Excerpts from a dataset:

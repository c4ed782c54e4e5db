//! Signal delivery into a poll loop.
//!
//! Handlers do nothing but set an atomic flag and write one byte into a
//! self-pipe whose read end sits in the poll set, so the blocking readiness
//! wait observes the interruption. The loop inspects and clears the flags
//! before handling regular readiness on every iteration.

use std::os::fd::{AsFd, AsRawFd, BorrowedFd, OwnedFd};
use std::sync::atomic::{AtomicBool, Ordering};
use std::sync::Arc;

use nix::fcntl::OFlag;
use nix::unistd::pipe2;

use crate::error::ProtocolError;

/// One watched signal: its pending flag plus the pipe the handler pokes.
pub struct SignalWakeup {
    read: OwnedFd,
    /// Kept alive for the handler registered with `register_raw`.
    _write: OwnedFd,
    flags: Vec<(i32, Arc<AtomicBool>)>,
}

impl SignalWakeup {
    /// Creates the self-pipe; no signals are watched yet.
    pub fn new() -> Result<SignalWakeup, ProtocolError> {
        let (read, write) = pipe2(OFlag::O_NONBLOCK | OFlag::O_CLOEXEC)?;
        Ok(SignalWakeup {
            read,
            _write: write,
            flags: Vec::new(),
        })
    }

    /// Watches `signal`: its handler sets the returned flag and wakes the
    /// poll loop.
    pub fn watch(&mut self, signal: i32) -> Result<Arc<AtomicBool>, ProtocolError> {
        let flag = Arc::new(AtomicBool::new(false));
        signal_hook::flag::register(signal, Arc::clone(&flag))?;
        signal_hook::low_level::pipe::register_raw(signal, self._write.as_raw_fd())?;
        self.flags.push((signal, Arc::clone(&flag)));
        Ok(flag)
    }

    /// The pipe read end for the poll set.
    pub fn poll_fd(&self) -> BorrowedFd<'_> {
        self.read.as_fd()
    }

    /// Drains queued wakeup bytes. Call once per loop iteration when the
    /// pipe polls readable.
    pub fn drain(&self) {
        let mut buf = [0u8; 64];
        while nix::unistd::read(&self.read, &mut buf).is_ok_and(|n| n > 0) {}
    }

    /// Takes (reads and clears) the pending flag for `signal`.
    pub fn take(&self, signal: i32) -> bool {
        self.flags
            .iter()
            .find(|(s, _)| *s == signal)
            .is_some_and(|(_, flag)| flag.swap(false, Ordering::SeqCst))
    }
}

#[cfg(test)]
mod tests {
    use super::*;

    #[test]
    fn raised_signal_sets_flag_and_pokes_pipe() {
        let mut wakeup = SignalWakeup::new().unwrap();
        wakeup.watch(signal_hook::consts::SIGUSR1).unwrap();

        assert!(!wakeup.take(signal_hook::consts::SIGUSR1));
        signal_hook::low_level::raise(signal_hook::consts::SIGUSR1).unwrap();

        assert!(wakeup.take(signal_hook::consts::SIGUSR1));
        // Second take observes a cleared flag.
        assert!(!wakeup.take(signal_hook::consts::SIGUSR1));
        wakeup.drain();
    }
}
...
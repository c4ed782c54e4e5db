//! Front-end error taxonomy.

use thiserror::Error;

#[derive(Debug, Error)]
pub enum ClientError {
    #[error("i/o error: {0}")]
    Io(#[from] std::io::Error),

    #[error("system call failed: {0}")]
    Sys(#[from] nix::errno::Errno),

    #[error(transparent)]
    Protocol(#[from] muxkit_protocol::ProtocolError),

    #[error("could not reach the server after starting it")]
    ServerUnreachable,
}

WORK INSTRUCTIONS> Among the lines above, which ones hold the string "consts"? Show them.

EXERCISE RESPONSE>
        wakeup.watch(signal_hook::consts::SIGUSR1).unwrap();
        assert!(!wakeup.take(signal_hook::consts::SIGUSR1));
        signal_hook::low_level::raise(signal_hook::consts::SIGUSR1).unwrap();
        assert!(wakeup.take(signal_hook::consts::SIGUSR1));
        assert!(!wakeup.take(signal_hook::consts::SIGUSR1));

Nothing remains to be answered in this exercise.